How do I prove that $\displaystyle \int_{E^n}|\mathbf{x}|^{-|\mathbf{x}|}d\lambda(\mathbf{x})$, where $\lambda$ is lebesgue measure, converges?
I was thinking of finding an upper bound function for $|\mathbf{x}|^{-|\mathbf{x}|}$ and then use the comparison test.
However I don't seem to be able to find that function.
Any help would be appreciated. Thanks.
Edit: As an addendum to a response, I cannot change variables. I'm supposed to do it without that technique.

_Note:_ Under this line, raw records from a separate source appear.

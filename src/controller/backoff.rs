//! # Fibonacci Backoff
//!
//! Progressive retry delays for failed reconciliations. The sequence grows
//! more slowly than exponential backoff, which suits cloud APIs that are
//! eventually consistent: a resource that failed because its dependency is
//! still provisioning usually succeeds a few passes later.
//!
//! Sequence with a 5s floor and 300s ceiling: 5s, 5s, 10s, 15s, 25s, 40s,
//! 65s, 105s, 170s, 275s, 300s (max).
//!
//! ## Usage
//!
//! ```rust
//! use alibaba_provider::controller::backoff::FibonacciBackoff;
//!
//! let mut backoff = FibonacciBackoff::new(5, 300);
//! assert_eq!(backoff.next_backoff_seconds(), 5);
//! assert_eq!(backoff.next_backoff_seconds(), 5);
//! assert_eq!(backoff.next_backoff_seconds(), 10);
//! assert_eq!(backoff.next_backoff_seconds(), 15);
//! ```

use std::collections::HashMap;
use std::sync::Mutex;
use std::time::Duration;

/// Fibonacci backoff calculator
///
/// Each backoff is the sum of the previous two, capped at the maximum.
#[derive(Debug, Clone)]
pub struct FibonacciBackoff {
    /// Minimum backoff value in seconds (for reset)
    min_secs: u64,
    prev_secs: u64,
    current_secs: u64,
    max_secs: u64,
}

impl FibonacciBackoff {
    /// Create a new Fibonacci backoff with minimum and maximum values in seconds
    #[must_use]
    pub fn new(min_secs: u64, max_secs: u64) -> Self {
        Self {
            min_secs,
            prev_secs: 0,
            current_secs: min_secs,
            max_secs,
        }
    }

    /// Get the next backoff in seconds and advance the sequence
    pub fn next_backoff_seconds(&mut self) -> u64 {
        let result = self.current_secs;
        let next = self.prev_secs.saturating_add(self.current_secs);
        self.prev_secs = self.current_secs;
        self.current_secs = std::cmp::min(next, self.max_secs);
        result
    }

    /// Get the next backoff as a `Duration` and advance the sequence
    #[must_use]
    pub fn next_backoff(&mut self) -> Duration {
        Duration::from_secs(self.next_backoff_seconds())
    }

    /// Reset the backoff to the initial state
    pub fn reset(&mut self) {
        self.prev_secs = 0;
        self.current_secs = self.min_secs;
    }
}

/// Backoff state for one managed resource
#[derive(Debug, Clone)]
pub struct BackoffState {
    pub backoff: FibonacciBackoff,
    pub error_count: u32,
}

impl BackoffState {
    #[must_use]
    pub fn new(min_secs: u64, max_secs: u64) -> Self {
        Self {
            backoff: FibonacciBackoff::new(min_secs, max_secs),
            error_count: 0,
        }
    }

    pub fn increment_error(&mut self) {
        self.error_count = self.error_count.saturating_add(1);
    }
}

/// Backoff states of one controller, keyed by object name
///
/// An entry exists only while its resource keeps failing; it is dropped on
/// the next successful pass and when the resource is released.
#[derive(Debug)]
pub struct BackoffTable {
    min_secs: u64,
    max_secs: u64,
    states: Mutex<HashMap<String, BackoffState>>,
}

impl BackoffTable {
    #[must_use]
    pub fn new(min_secs: u64, max_secs: u64) -> Self {
        Self {
            min_secs,
            max_secs,
            states: Mutex::new(HashMap::new()),
        }
    }

    /// Count a failure of `name`; returns the delay in seconds and the error count
    ///
    /// `None` when the table lock is poisoned.
    pub fn record_error(&self, name: &str) -> Option<(u64, u32)> {
        let mut states = self.states.lock().ok()?;
        let state = states
            .entry(name.to_string())
            .or_insert_with(|| BackoffState::new(self.min_secs, self.max_secs));
        state.increment_error();
        Some((state.backoff.next_backoff_seconds(), state.error_count))
    }

    pub fn forget(&self, name: &str) {
        if let Ok(mut states) = self.states.lock() {
            states.remove(name);
        }
    }

    #[must_use]
    pub fn len(&self) -> usize {
        self.states.lock().map_or(0, |s| s.len())
    }

    #[must_use]
    pub fn is_empty(&self) -> bool {
        self.len() == 0
    }
}

#[cfg(test)]
mod tests {
    use super::*;

    #[test]
    fn test_fibonacci_backoff_sequence() {
        let mut backoff = FibonacciBackoff::new(5, 300);
        let seq: Vec<u64> = (0..12).map(|_| backoff.next_backoff_seconds()).collect();
        assert_eq!(seq, vec![5, 5, 10, 15, 25, 40, 65, 105, 170, 275, 300, 300]);
    }

    #[test]
    fn test_fibonacci_backoff_reset() {
        let mut backoff = FibonacciBackoff::new(5, 300);
        backoff.next_backoff_seconds();
        backoff.next_backoff_seconds();
        backoff.next_backoff_seconds();

        backoff.reset();

        assert_eq!(backoff.next_backoff(), Duration::from_secs(5));
        assert_eq!(backoff.next_backoff(), Duration::from_secs(5));
        assert_eq!(backoff.next_backoff(), Duration::from_secs(10));
    }

    #[test]
    fn test_backoff_table_is_per_resource() {
        let table = BackoffTable::new(1, 60);
        let delays: Vec<u64> = (0..4)
            .filter_map(|_| table.record_error("orders-db"))
            .map(|(secs, _)| secs)
            .collect();
        assert_eq!(delays, vec![1, 1, 2, 3]);
        assert_eq!(table.record_error("web"), Some((1, 1)));
        assert_eq!(table.record_error("orders-db"), Some((5, 5)));
        assert_eq!(table.len(), 2);
    }

    #[test]
    fn test_backoff_table_forgets_released_resources() {
        let table = BackoffTable::new(1, 60);
        table.record_error("orders-db");
        table.record_error("orders-db");
        table.forget("orders-db");
        table.forget("never-failed");
        assert!(table.is_empty());
        assert_eq!(table.record_error("orders-db"), Some((1, 1)));
    }
}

By $E^n$ you mean $\mathbb R^n$? If yes, you can use polar coordinates, and write $$\int_{\mathbb R^n}|x|^{-|x|}\,dx=\int_0^{\infty}r^{n-1}\int_{S^{n-1}}r^{-r}\,dx'\,dr=|S^{n-1}|\int_0^{\infty}r^{n-1-r}.$$ Break the integral from $0$ to $n+1$, and there you get a continuous function, so it converges, while on $(n+1,\infty)$: $$n-1-r\leq n-1-(n+1)=-2\Rightarrow \int_{n+1}^{\infty}r^{n-1-r}\,dr\leq\int_{n+1}^{\infty}r^{-2}\,dr<\infty.$$ So, the original integral converges.
Edit: Without changing coordinates, you can do the following: let $B_m$ be the ball centered at $0$, with radius $m$. Then, write $$\int_{\mathbb R^n}|x|^{-|x|}\,dx=\int_{B_1}|x|^{-|x|}\,dx+\sum_{m=1}^{\infty}\int_{B_{m+1}\smallsetminus B_m}|x|^{-|x|}\,dx.$$ Since $f(x)=|x|^{-|x|}$ is continuous on $B_1$ (if you set $f(0)=1$), the integral of $f$ over $B_1$ converges. Now, if $m\geq 1$: if $x\in B_{m+1}\smallsetminus B_m$, you have that $m\leq|x|\leq m+1$, therefore $$\int_{B_{m+1}\smallsetminus B_m}|x|^{-|x|}\,dx\leq\int_{B_{m+1}\smallsetminus B_m}(m+1)^{-m}\,dx\leq|B_{m+1}|(m+1)^{-m}.$$ But, the series $\displaystyle \sum_{m=1}^{\infty}|B_{m+1}|(m+1)^{-m}$ converges: you have that $$\frac{|B_{m+2}|(m+2)^{-m-1}}{|B_{m+1}|(m+1)^{-m}}=\frac{|B_1|(m+2)^n(m+2)^{-m-1}}{|B_1|(m+1)^n(m+1)^{-m}}=\left(1+\frac{1}{m+1}\right)^n\left(1+\frac{1}{m+1}\right)^{-m}\frac{1}{m+2},$$ which converges to $1\cdot e^{-1}\cdot 0=0$. So, from the ratio test, this series converges. Therefore, the integral of $f$ over $\mathbb R^n$ converges.